> _Brief_: The output must be the data, printed exactly as written.

- - - - -

//! Integration tests for formcheck-validation

use formcheck_validation::*;
use std::collections::HashMap;

fn values(pairs: &[(&str, &str)]) -> HashMap<String, String> {
    pairs
        .iter()
        .map(|(k, v)| (k.to_string(), v.to_string()))
        .collect()
}

/// One expression per catalog rule, each failing on the value "!".
const FAILING_ON_BANG: [&str; 13] = [
    "alphabetic",
    "alphanumeric",
    "email",
    "intnumber",
    "equal_to=x",
    "exact_length=3",
    "greater_than=~",
    "less_than= ",
    "min_length=2",
    "max_length=0",
    "name",
    "spanish_dni",
    "username",
];

#[test]
fn test_every_rule_fails_on_bang() {
    for expression in FAILING_ON_BANG {
        let rule: Rule = expression.parse().unwrap();
        assert!(
            rule.check("f", "!", &MessageCatalog::english()).is_err(),
            "{} should reject \"!\"",
            expression
        );
    }
}

#[test]
fn test_exemption_holds_for_every_optional_rule() {
    for expression in FAILING_ON_BANG {
        let fields = vec![Field::new("f", expression)];
        let mut validator = FormValidator::new(fields, values(&[("f", "")]));
        assert!(validator.validate_form().unwrap(), "{}", expression);
    }

    // All of them at once
    let fields = vec![Field::new("f", FAILING_ON_BANG.to_vec())];
    let mut validator = FormValidator::new(fields, values(&[("f", "")]));
    assert!(validator.validate_form().unwrap());
}

#[test]
fn test_short_circuit_reports_rule_at_failing_position() {
    // Every rule before position k passes "!", the rule at k fails
    for (k, failing) in FAILING_ON_BANG.iter().enumerate() {
        let mut chain = vec!["required", "max_length=1", "min_length=1"];
        chain.push(*failing);
        chain.extend(FAILING_ON_BANG.iter().copied().filter(|e| e != failing));

        let fields = vec![Field::new("f", chain)];
        let mut validator = FormValidator::new(fields, values(&[("f", "!")]));
        assert!(!validator.validate_form().unwrap());

        let error = validator.errors().get_error("f").unwrap();
        let expected: Rule = failing.parse().unwrap();
        assert_eq!(error.rule, expected.kind().name(), "position {}", k);
        assert_eq!(validator.errors().len(), 1);
    }
}

#[test]
fn test_verdict_matches_empty_error_map() {
    let fields = vec![
        Field::new("a", ["required", "intnumber"]),
        Field::new("b", ["required", "email"]),
        Field::new("c", ["required", "spanish_dni"]),
    ];
    let good = [("a", "7"), ("b", "b@example.com"), ("c", "12345678Z")];
    let bad = [("a", "x"), ("b", "nope"), ("c", "12345678A")];

    for mask in 0u8..8 {
        let pairs: Vec<_> = (0..3)
            .map(|i| if mask & (1 << i) != 0 { bad[i] } else { good[i] })
            .collect();
        let mut validator = FormValidator::new(fields.clone(), values(&pairs));

        let verdict = validator.validate_form().unwrap();
        assert_eq!(verdict, validator.errors().is_empty());
        assert_eq!(validator.errors().len(), mask.count_ones() as usize);
    }
}

#[test]
fn test_spanish_dni_examples() {
    let fields = vec![Field::new("dni", "spanish_dni")];

    let mut valid = FormValidator::new(fields.clone(), values(&[("dni", "12345678Z")]));
    assert!(valid.validate_form().unwrap());

    let mut invalid = FormValidator::new(fields, values(&[("dni", "12345678A")]));
    assert!(!invalid.validate_form().unwrap());
}

#[test]
fn test_exact_length_examples() {
    let fields = vec![Field::new("code", "exact_length=5")];

    let mut short = FormValidator::new(fields.clone(), values(&[("code", "abcd")]));
    assert!(!short.validate_form().unwrap());
    assert_eq!(
        short.errors().get("code"),
        Some("This field must be exactly 5 characters in length")
    );

    let mut exact = FormValidator::new(fields, values(&[("code", "abcde")]));
    assert!(exact.validate_form().unwrap());
}

#[test]
fn test_email_examples() {
    let fields = vec![Field::new("email", "email")];

    let mut ok = FormValidator::new(fields.clone(), values(&[("email", "user@example.com")]));
    assert!(ok.validate_form().unwrap());

    let mut bad = FormValidator::new(fields, values(&[("email", "not-an-email")]));
    assert!(!bad.validate_form().unwrap());
}

#[test]
fn test_required_wins_over_min_length() {
    let fields = vec![Field::new("password", ["required", "min_length=3"])];
    let mut validator = FormValidator::new(fields, values(&[("password", "")]));

    assert!(!validator.validate_form().unwrap());
    let error = validator.errors().get_error("password").unwrap();
    assert_eq!(error.rule, "required");
    assert_eq!(error.message, "This field is required");
}

#[test]
fn test_revalidation_with_new_values() {
    let fields = vec![Field::new("email", ["required", "email"])];
    let mut validator = FormValidator::new(fields, values(&[("email", "")]));
    assert!(!validator.validate_form().unwrap());
    assert!(!validator.validate_form().unwrap());
    assert_eq!(validator.errors().len(), 1);

    let (fields, _) = validator.into_parts();
    let mut validator = FormValidator::new(fields, values(&[("email", "a@b.es")]));
    assert!(validator.validate_form().unwrap());
    assert!(validator.errors().is_empty());
}

#[test]
fn test_configuration_defects_are_not_field_errors() {
    let fields = vec![
        Field::new("ok", "required"),
        Field::new("broken", "min_length=three"),
    ];
    let mut validator = FormValidator::new(fields, values(&[("ok", ""), ("broken", "x")]));

    let error = validator.validate_form().unwrap_err();
    assert!(matches!(
        error,
        FormError::InvalidRule {
            source: RuleError::InvalidLength { .. },
            ..
        }
    ));
    assert!(validator.errors().is_empty());
}

#[test]
fn test_accessors_pass_through() {
    let fields = vec![Field::new("name", "name")];
    let data = values(&[("name", "ana")]);
    let validator = FormValidator::new(fields.clone(), data.clone());

    assert_eq!(validator.fields(), fields.as_slice());
    assert_eq!(validator.values(), &data);
    assert_eq!(validator.messages().locale(), Locale::En);
}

- - - - -

> _Task response_:
//! Integration tests for formcheck-validation

use formcheck_validation::*;
use std::collections::HashMap;

fn values(pairs: &[(&str, &str)]) -> HashMap<String, String> {
    pairs
        .iter()
        .map(|(k, v)| (k.to_string(), v.to_string()))
        .collect()
}

/// One expression per catalog rule, each failing on the value "!".
const FAILING_ON_BANG: [&str; 13] = [
    "alphabetic",
    "alphanumeric",
    "email",
    "intnumber",
    "equal_to=x",
    "exact_length=3",
    "greater_than=~",
    "less_than= ",
    "min_length=2",
    "max_length=0",
    "name",
    "spanish_dni",
    "username",
];

#[test]
fn test_every_rule_fails_on_bang() {
    for expression in FAILING_ON_BANG {
        let rule: Rule = expression.parse().unwrap();
        assert!(
            rule.check("f", "!", &MessageCatalog::english()).is_err(),
            "{} should reject \"!\"",
            expression
        );
    }
}

#[test]
fn test_exemption_holds_for_every_optional_rule() {
    for expression in FAILING_ON_BANG {
        let fields = vec![Field::new("f", expression)];
        let mut validator = FormValidator::new(fields, values(&[("f", "")]));
        assert!(validator.validate_form().unwrap(), "{}", expression);
    }

    // All of them at once
    let fields = vec![Field::new("f", FAILING_ON_BANG.to_vec())];
    let mut validator = FormValidator::new(fields, values(&[("f", "")]));
    assert!(validator.validate_form().unwrap());
}

#[test]
fn test_short_circuit_reports_rule_at_failing_position() {
    // Every rule before position k passes "!", the rule at k fails
    for (k, failing) in FAILING_ON_BANG.iter().enumerate() {
        let mut chain = vec!["required", "max_length=1", "min_length=1"];
        chain.push(*failing);
        chain.extend(FAILING_ON_BANG.iter().copied().filter(|e| e != failing));

        let fields = vec![Field::new("f", chain)];
        let mut validator = FormValidator::new(fields, values(&[("f", "!")]));
        assert!(!validator.validate_form().unwrap());

        let error = validator.errors().get_error("f").unwrap();
        let expected: Rule = failing.parse().unwrap();
        assert_eq!(error.rule, expected.kind().name(), "position {}", k);
        assert_eq!(validator.errors().len(), 1);
    }
}

#[test]
fn test_verdict_matches_empty_error_map() {
    let fields = vec![
        Field::new("a", ["required", "intnumber"]),
        Field::new("b", ["required", "email"]),
        Field::new("c", ["required", "spanish_dni"]),
    ];
    let good = [("a", "7"), ("b", "b@example.com"), ("c", "12345678Z")];
    let bad = [("a", "x"), ("b", "nope"), ("c", "12345678A")];

    for mask in 0u8..8 {
        let pairs: Vec<_> = (0..3)
            .map(|i| if mask & (1 << i) != 0 { bad[i] } else { good[i] })
            .collect();
        let mut validator = FormValidator::new(fields.clone(), values(&pairs));

        let verdict = validator.validate_form().unwrap();
        assert_eq!(verdict, validator.errors().is_empty());
        assert_eq!(validator.errors().len(), mask.count_ones() as usize);
    }
}

#[test]
fn test_spanish_dni_examples() {
    let fields = vec![Field::new("dni", "spanish_dni")];

    let mut valid = FormValidator::new(fields.clone(), values(&[("dni", "12345678Z")]));
    assert!(valid.validate_form().unwrap());

    let mut invalid = FormValidator::new(fields, values(&[("dni", "12345678A")]));
    assert!(!invalid.validate_form().unwrap());
}

#[test]
fn test_exact_length_examples() {
    let fields = vec![Field::new("code", "exact_length=5")];

    let mut short = FormValidator::new(fields.clone(), values(&[("code", "abcd")]));
    assert!(!short.validate_form().unwrap());
    assert_eq!(
        short.errors().get("code"),
        Some("This field must be exactly 5 characters in length")
    );

    let mut exact = FormValidator::new(fields, values(&[("code", "abcde")]));
    assert!(exact.validate_form().unwrap());
}

#[test]
fn test_email_examples() {
    let fields = vec![Field::new("email", "email")];

    let mut ok = FormValidator::new(fields.clone(), values(&[("email", "user@example.com")]));
    assert!(ok.validate_form().unwrap());

    let mut bad = FormValidator::new(fields, values(&[("email", "not-an-email")]));
    assert!(!bad.validate_form().unwrap());
}

#[test]
fn test_required_wins_over_min_length() {
    let fields = vec![Field::new("password", ["required", "min_length=3"])];
    let mut validator = FormValidator::new(fields, values(&[("password", "")]));

    assert!(!validator.validate_form().unwrap());
    let error = validator.errors().get_error("password").unwrap();
    assert_eq!(error.rule, "required");
    assert_eq!(error.message, "This field is required");
}

#[test]
fn test_revalidation_with_new_values() {
    let fields = vec![Field::new("email", ["required", "email"])];
    let mut validator = FormValidator::new(fields, values(&[("email", "")]));
    assert!(!validator.validate_form().unwrap());
    assert!(!validator.validate_form().unwrap());
    assert_eq!(validator.errors().len(), 1);

    let (fields, _) = validator.into_parts();
    let mut validator = FormValidator::new(fields, values(&[("email", "a@b.es")]));
    assert!(validator.validate_form().unwrap());
    assert!(validator.errors().is_empty());
}

#[test]
fn test_configuration_defects_are_not_field_errors() {
    let fields = vec![
        Field::new("ok", "required"),
        Field::new("broken", "min_length=three"),
    ];
    let mut validator = FormValidator::new(fields, values(&[("ok", ""), ("broken", "x")]));

    let error = validator.validate_form().unwrap_err();
    assert!(matches!(
        error,
        FormError::InvalidRule {
            source: RuleError::InvalidLength { .. },
            ..
        }
    ));
    assert!(validator.errors().is_empty());
}

#[test]
fn test_accessors_pass_through() {
    let fields = vec![Field::new("name", "name")];
    let data = values(&[("name", "ana")]);
    let validator = FormValidator::new(fields.clone(), data.clone());

    assert_eq!(validator.fields(), fields.as_slice());
    assert_eq!(validator.values(), &data);
    assert_eq!(validator.messages().locale(), Locale::En);
}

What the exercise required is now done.